New research recently revealed that an alarming number of people still use login credentials that are way too easy to hack, such as “password” and “123456”, putting them at serious risk of identity theft.
C’mon guys! Didn’t y’all learn anything from the movie Identity Theft last year? (Editor’s note: I think the only thing anyone learned from that movie is that some movies should never be made.)
Andrew Clouston, founder and CEO of personal profile manager app MOGOplus, said the difficulty of remembering complex passwords across multiple sites has pushed many of us to settle for ridiculously basic credentials across all of our accounts.
Passwords literally as easy as ABC, 123
This is highlighted by new research from online security firm SplashData, which recently revealed its annual list of most common passwords. The top 10 passwords were: 123456, password, 12345678, qwerty, abc123, 123456789, 111111, 1234567, iloveyou and adobe123.

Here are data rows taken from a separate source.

pub mod allocation;
pub mod calculations;
pub mod calendar;
pub mod error;
pub mod export;
#[cfg(feature = "http_api")]
pub mod http_api;
pub mod ics;
pub mod item;
pub mod parser;
pub mod request;

pub use allocation::Allocation;
pub use calculations::{DayAllocator, allocate, scale_items};
pub use calendar::StudyWeek;
pub use error::{ExportError, ScheduleError, ScheduleResult};
pub use export::{
    load_allocation_from_json, save_allocation_to_csv, save_allocation_to_json,
    write_allocation_csv, write_allocation_json,
};
pub use ics::{CalendarEmitter, StudyBlockEvent, emit};
pub use item::{Fragment, StudyItem};
pub use parser::parse_items;
pub use request::{GeneratedSchedule, SchedulePlan, ScheduleRequest, generate_schedule};
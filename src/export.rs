use chrono::NaiveDate;
use serde::{Deserialize, Serialize};
use std::fs::File;
use std::io::Write;
use std::path::Path;

use crate::allocation::Allocation;
use crate::error::ExportResult;

/// One CSV row per fragment.
#[derive(Debug, Clone, PartialEq, Serialize, Deserialize)]
pub struct FragmentCsvRecord {
    pub date: NaiveDate,
    pub item_index: usize,
    pub status: String,
    pub subject: String,
    pub duration_minutes: f64,
}

pub fn write_allocation_json<W: Write>(allocation: &Allocation, writer: W) -> ExportResult<()> {
    serde_json::to_writer_pretty(writer, allocation)?;
    Ok(())
}

pub fn write_allocation_csv<W: Write>(allocation: &Allocation, writer: W) -> ExportResult<()> {
    let mut writer = csv::Writer::from_writer(writer);
    for (date, fragments) in allocation.days() {
        for fragment in fragments {
            writer.serialize(FragmentCsvRecord {
                date,
                item_index: fragment.item_index,
                status: fragment.status.clone(),
                subject: fragment.subject.clone(),
                duration_minutes: fragment.duration_minutes,
            })?;
        }
    }
    writer.flush()?;
    Ok(())
}

pub fn save_allocation_to_json<P: AsRef<Path>>(allocation: &Allocation, path: P) -> ExportResult<()> {
    let file = File::create(path)?;
    write_allocation_json(allocation, file)
}

pub fn save_allocation_to_csv<P: AsRef<Path>>(allocation: &Allocation, path: P) -> ExportResult<()> {
    let file = File::create(path)?;
    write_allocation_csv(allocation, file)
}

pub fn load_allocation_from_json<P: AsRef<Path>>(path: P) -> ExportResult<Allocation> {
    let file = File::open(path)?;
    Ok(serde_json::from_reader(file)?)
}
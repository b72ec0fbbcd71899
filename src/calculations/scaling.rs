use crate::item::StudyItem;

/// Multiply every item's duration by `multiplier`, keeping order and labels.
///
/// Non-positive multipliers are passed through; rejecting them is up to the caller.
pub fn scale_items(items: &[StudyItem], multiplier: f64) -> Vec<StudyItem> {
    items
        .iter()
        .map(|item| scale_item(item, multiplier))
        .collect()
}

pub fn scale_item(item: &StudyItem, multiplier: f64) -> StudyItem {
    StudyItem {
        duration_minutes: item.duration_minutes * multiplier,
        ..item.clone()
    }
}
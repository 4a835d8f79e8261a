//! Editor cursors are UTF-16 code-unit offsets (the unit a browser
//! textarea's `selectionStart` uses); Rust strings are indexed by UTF-8
//! bytes. These helpers translate at the API boundary.

/// Number of UTF-16 code units needed to encode `s`.
pub fn utf16_len(s: &str) -> usize {
    s.chars().map(char::len_utf16).sum()
}

/// Converts a byte offset into a UTF-16 offset.
///
/// Offsets past the end clamp to the end; offsets inside a multi-byte
/// character count up to the character's start.
pub fn byte_to_utf16(text: &str, byte: usize) -> usize {
    let mut units = 0;
    for (i, ch) in text.char_indices() {
        if i >= byte {
            break;
        }
        if i + ch.len_utf8() > byte {
            break;
        }
        units += ch.len_utf16();
    }
    units
}

/// Converts a UTF-16 offset into a byte offset on a char boundary.
///
/// Offsets past the end clamp to `text.len()`. An offset that lands between
/// the two halves of a surrogate pair floors to the start of that character.
pub fn utf16_to_byte(text: &str, units: usize) -> usize {
    let mut seen = 0;
    for (i, ch) in text.char_indices() {
        let next = seen + ch.len_utf16();
        if next > units {
            return i;
        }
        seen = next;
    }
    text.len()
}
use std::fmt;
use std::str::FromStr;

use serde::{Deserialize, Serialize};

use super::UnknownVariant;
use super::escape::escape_html;

/// Language ids understood by the client-side highlighter, in menu order.
pub const CODE_LANGUAGES: &[&str] = &[
    "javascript", "typescript", "jsx", "tsx", "html", "css", "scss", "sass", "python", "java",
    "cpp", "c", "csharp", "go", "rust", "php", "ruby", "swift", "json", "xml", "yaml", "markdown",
    "sql", "bash", "shell", "plaintext",
];

/// Language id that gets no highlighting class.
pub const PLAINTEXT: &str = "plaintext";

#[derive(Debug, Clone, Copy, Default, PartialEq, Eq, Hash, Serialize, Deserialize)]
#[serde(rename_all = "lowercase")]
pub enum CodeBlockStyle {
    #[default]
    Default,
    Minimal,
    Dark,
    Transparent,
}

impl CodeBlockStyle {
    pub const ALL: [CodeBlockStyle; 4] = [
        CodeBlockStyle::Default,
        CodeBlockStyle::Minimal,
        CodeBlockStyle::Dark,
        CodeBlockStyle::Transparent,
    ];

    pub fn as_str(self) -> &'static str {
        match self {
            CodeBlockStyle::Default => "default",
            CodeBlockStyle::Minimal => "minimal",
            CodeBlockStyle::Dark => "dark",
            CodeBlockStyle::Transparent => "transparent",
        }
    }
}

impl fmt::Display for CodeBlockStyle {
    fn fmt(&self, f: &mut fmt::Formatter<'_>) -> fmt::Result {
        f.write_str(self.as_str())
    }
}

impl FromStr for CodeBlockStyle {
    type Err = UnknownVariant;

    fn from_str(s: &str) -> Result<Self, Self::Err> {
        Self::ALL
            .into_iter()
            .find(|style| style.as_str() == s)
            .ok_or_else(|| UnknownVariant {
                kind: "code block style",
                value: s.to_string(),
            })
    }
}

#[derive(Debug, Clone, PartialEq, Eq, Serialize, Deserialize)]
pub struct CodeBlockConfig {
    pub code: String,
    pub language: String,
    pub style: CodeBlockStyle,
    pub show_line_numbers: bool,
    pub start_line_number: u32,
    pub caption: Option<String>,
    /// Pixel height after which the block scrolls.
    pub max_height: Option<u32>,
}

impl Default for CodeBlockConfig {
    fn default() -> Self {
        Self {
            code: String::new(),
            language: PLAINTEXT.to_string(),
            style: CodeBlockStyle::default(),
            show_line_numbers: false,
            start_line_number: 1,
            caption: None,
            max_height: None,
        }
    }
}

pub fn generate_code_block_html(config: &CodeBlockConfig) -> String {
    let mut container = format!(
        "<div class=\"slide-code-block-container slide-code-block-{}\"",
        config.style
    );
    if let Some(h) = config.max_height {
        container.push_str(&format!(" style=\"max-height: {h}px; overflow-y: auto;\""));
    }
    container.push('>');

    let pre = if config.show_line_numbers {
        "<pre class=\"line-numbers\">"
    } else {
        "<pre>"
    };

    let mut code_attrs = String::new();
    if config.language != PLAINTEXT && !config.language.is_empty() {
        code_attrs.push_str(&format!(" class=\"language-{}\"", config.language));
    }
    if config.show_line_numbers && config.start_line_number != 1 {
        code_attrs.push_str(&format!(" data-start=\"{}\"", config.start_line_number));
    }

    let caption = config
        .caption
        .as_deref()
        .filter(|c| !c.is_empty())
        .map(|c| {
            format!(
                "\n  <div class=\"slide-code-block-caption\">{}</div>",
                escape_html(c)
            )
        })
        .unwrap_or_default();

    format!(
        "{container}\n  {pre}<code{code_attrs}>{}</code></pre>{caption}\n</div>",
        escape_html(&config.code)
    )
}
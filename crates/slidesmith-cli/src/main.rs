use anyhow::{Context, Result, bail};
use clap::{Parser, Subcommand};
use slidesmith_config::Config;
use slidesmith_engine::deck::templates::default_document;
use slidesmith_engine::fragments::{EquationAlignment, EquationConfig, EquationDisplay, TableConfig, TableStyle};
use slidesmith_engine::{
    delete_slide, duplicate_slide, io, reorder_slides, update_page_numbers,
};
use std::path::{Path, PathBuf};
use std::process;

mod browse;
mod commands;

#[derive(Parser)]
#[command(name = "slidesmith")]
#[command(version)]
#[command(about = "Edit and check single-file HTML slide decks", long_about = None)]
struct Cli {
    /// Config file to use instead of ~/.config/slidesmith/config.toml
    #[arg(long, global = true, value_name = "FILE")]
    config: Option<PathBuf>,

    #[command(subcommand)]
    command: Commands,
}

#[derive(Subcommand)]
enum Commands {
    /// Write the starter deck to FILE
    New {
        #[arg(value_name = "FILE")]
        file: PathBuf,

        /// Overwrite an existing file
        #[arg(long)]
        force: bool,
    },

    /// Check a deck and print diagnostics
    Validate {
        #[arg(value_name = "FILE")]
        file: PathBuf,

        /// Print diagnostics as JSON
        #[arg(long)]
        json: bool,
    },

    /// List slides with their titles
    Slides {
        #[arg(value_name = "FILE")]
        file: PathBuf,
    },

    /// Move slide FROM so it ends up at position TO (1-based)
    Reorder {
        #[arg(value_name = "FILE")]
        file: PathBuf,
        from: usize,
        to: usize,
    },

    /// Delete a slide (1-based)
    Delete {
        #[arg(value_name = "FILE")]
        file: PathBuf,
        slide: usize,
    },

    /// Copy a slide to just after itself (1-based)
    Duplicate {
        #[arg(value_name = "FILE")]
        file: PathBuf,
        slide: usize,
    },

    /// Add a slide from a template
    AddSlide {
        #[arg(value_name = "FILE")]
        file: PathBuf,

        /// Template id: standard, title, two-column, image-text, quote
        #[arg(short, long)]
        template: Option<String>,

        /// Insert after this slide instead of at the end
        #[arg(long, value_name = "SLIDE")]
        after: Option<usize>,
    },

    /// Rewrite every footer page number
    Renumber {
        #[arg(value_name = "FILE")]
        file: PathBuf,
    },

    /// Insert a placeholder table into a slide
    InsertTable {
        #[arg(value_name = "FILE")]
        file: PathBuf,

        /// Target slide (1-based)
        #[arg(short, long, default_value_t = 1)]
        slide: usize,

        #[arg(long, default_value_t = 3)]
        rows: usize,

        #[arg(long, default_value_t = 3)]
        columns: usize,

        #[arg(long, default_value_t = TableStyle::Simple)]
        style: TableStyle,

        /// Leave out the header row
        #[arg(long)]
        no_header: bool,

        #[arg(long)]
        caption: Option<String>,
    },

    /// Insert a LaTeX equation into a slide
    InsertEquation {
        #[arg(value_name = "FILE")]
        file: PathBuf,

        latex: String,

        /// Target slide (1-based)
        #[arg(short, long, default_value_t = 1)]
        slide: usize,

        /// Inline span instead of a block
        #[arg(long)]
        inline: bool,

        #[arg(long, default_value_t = EquationAlignment::Center)]
        align: EquationAlignment,

        #[arg(long)]
        caption: Option<String>,

        #[arg(long)]
        label: Option<String>,
    },

    /// Print the element tree
    Outline {
        #[arg(value_name = "FILE")]
        file: PathBuf,
    },

    /// Browse and rearrange slides in the terminal
    Browse {
        #[arg(value_name = "FILE")]
        file: PathBuf,
    },
}

fn main() {
    env_logger::Builder::from_default_env()
        .filter_level(log::LevelFilter::Warn)
        .parse_default_env()
        .init();

    let cli = Cli::parse();
    match run(cli) {
        Ok(code) => process::exit(code),
        Err(e) => {
            eprintln!("Error: {e:#}");
            process::exit(1);
        }
    }
}

fn load_config(path: Option<&Path>) -> Result<Config> {
    let loaded = match path {
        Some(path) => {
            let config = Config::load_from_path(path)?;
            if config.is_none() {
                bail!("config file '{}' not found", path.display());
            }
            config
        }
        None => Config::load()?,
    };
    log::debug!("Config path: {}", Config::config_path().display());
    Ok(loaded.unwrap_or_default())
}

fn read(path: &Path) -> Result<String> {
    io::read_document(path).with_context(|| format!("reading {}", path.display()))
}

fn write(path: &Path, content: &str) -> Result<()> {
    io::write_document(path, content).with_context(|| format!("writing {}", path.display()))
}

/// Applies `edit` to the deck at `path` and writes the result back.
fn edit_in_place(path: &Path, edit: impl FnOnce(&str) -> Result<String>) -> Result<i32> {
    let doc = read(path)?;
    let updated = edit(&doc)?;
    if updated == doc {
        log::info!("{} unchanged", path.display());
    } else {
        write(path, &updated)?;
    }
    Ok(0)
}

fn run(cli: Cli) -> Result<i32> {
    let config = load_config(cli.config.as_deref())?;

    match cli.command {
        Commands::New { file, force } => {
            if file.exists() && !force {
                bail!("{} already exists (use --force to overwrite)", file.display());
            }
            write(&file, &default_document())?;
            println!("created {}", file.display());
            Ok(0)
        }
        Commands::Validate { file, json } => {
            let doc = read(&file)?;
            let (report, has_errors) = commands::validate(&doc, &config.validator()?, json)?;
            print!("{report}");
            if json {
                println!();
            }
            Ok(if has_errors { 1 } else { 0 })
        }
        Commands::Slides { file } => {
            print!("{}", commands::list_slides(&read(&file)?));
            Ok(0)
        }
        Commands::Reorder { file, from, to } => edit_in_place(&file, |doc| {
            let from = commands::slide_index(doc, from)?;
            let to = commands::slide_index(doc, to)?;
            Ok(reorder_slides(doc, from, to))
        }),
        Commands::Delete { file, slide } => edit_in_place(&file, |doc| {
            Ok(delete_slide(doc, commands::slide_index(doc, slide)?))
        }),
        Commands::Duplicate { file, slide } => edit_in_place(&file, |doc| {
            Ok(duplicate_slide(doc, commands::slide_index(doc, slide)?))
        }),
        Commands::AddSlide {
            file,
            template,
            after,
        } => edit_in_place(&file, |doc| {
            commands::add_slide(doc, template.as_deref(), after)
        }),
        Commands::Renumber { file } => edit_in_place(&file, |doc| Ok(update_page_numbers(doc))),
        Commands::InsertTable {
            file,
            slide,
            rows,
            columns,
            style,
            no_header,
            caption,
        } => {
            let table = TableConfig {
                rows,
                columns,
                style,
                has_header: !no_header,
                caption,
            };
            edit_in_place(&file, |doc| commands::insert_table(doc, slide, &table))
        }
        Commands::InsertEquation {
            file,
            latex,
            slide,
            inline,
            align,
            caption,
            label,
        } => {
            let equation = EquationConfig {
                latex,
                display: if inline {
                    EquationDisplay::Inline
                } else {
                    EquationDisplay::Block
                },
                alignment: align,
                caption,
                label,
            };
            edit_in_place(&file, |doc| commands::insert_equation(doc, slide, &equation))
        }
        Commands::Outline { file } => {
            print!("{}", commands::outline(&read(&file)?));
            Ok(0)
        }
        Commands::Browse { file } => {
            browse::run(file, config.validator()?)?;
            Ok(0)
        }
    }
}
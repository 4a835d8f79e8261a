/// A byte range `[start, end)` into the document string.
///
/// Spans are only valid for the exact string they were computed from; any
/// edit invalidates them and they must be recomputed by re-scanning.
#[derive(Debug, Clone, Copy, PartialEq, Eq, PartialOrd, Ord, Hash)]
pub struct Span {
    /// Inclusive start byte offset.
    pub start: usize,
    /// Exclusive end byte offset.
    pub end: usize,
}

impl Span {
    pub fn new(start: usize, end: usize) -> Self {
        Self { start, end }
    }

    /// Returns the length in bytes. Uses saturating subtraction for safety.
    #[must_use]
    pub fn len(self) -> usize {
        self.end.saturating_sub(self.start)
    }

    /// Returns true if the span is empty (start >= end).
    #[must_use]
    pub fn is_empty(self) -> bool {
        self.len() == 0
    }

    /// Inclusive containment: a cursor sitting right after the closing
    /// tag still belongs to the span.
    #[must_use]
    pub fn contains_inclusive(self, pos: usize) -> bool {
        pos >= self.start && pos <= self.end
    }

    /// Slices `text` with this span.
    pub fn slice(self, text: &str) -> &str {
        &text[self.start..self.end]
    }
}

That awkward moment when you recognise your password among the above
These findings by SplashData are similar to previous research by computer security consultant Mark Burnett who analysed 6,000,000 unique username/password combinations that have been leaked on to the internet following hacking attempts.
In fact, poor password security is as old as passwords themselves. Not even the mighty US military is immune – it has recently been revealed that for 20 years during the Cold War, the launch code for US nuclear missiles was 00000000.
Someone could have punched that in by accident and blown us back to the Stone Age!
“If you’re not using unique, strong passwords for each website you log into you’re just asking to be defrauded. Strong passwords are at least 12 characters in length and contain a mix of letters, numbers and symbols preferably in both upper and lower case,” Clouston warns.
…or like you’ve probably already seen on Twitter, “Your password must contain an uppercase letter, an emoticon, a haiku, a gang sign, a hieroglyph and the blood of a unicorn”
“When setting passwords don’t ever use your name, date of birth, home address or any of those things that are easily attributable to you personally,” Clouston adds.
Moving on from the traditional password
An industry working group dubbed FIDO, which includes representatives from Google, PayPal, Microsoft and MasterCard among others, is working to develop new standards for authentication that do not use traditional passwords.
In fact, one of the biggest trends of the recent Consumer Electronics Show in Las Vegas in January was the effort to kill the password. Innovations on display included:
- Fujitsu PulseWallet which scans the unique pattern of veins on your hand
- Bionym lets you use your heartbeat as a password
- EyeLock iris scanning software that recognises users by their eyes
The heartbeat, vein and eye scanner tech from CES coupled with what we’re already seeing with the iPhone fingerprint sensor shows that the humble password’s days are numbered.
We’ll soon be accessing things like the people in sci-fi movies do!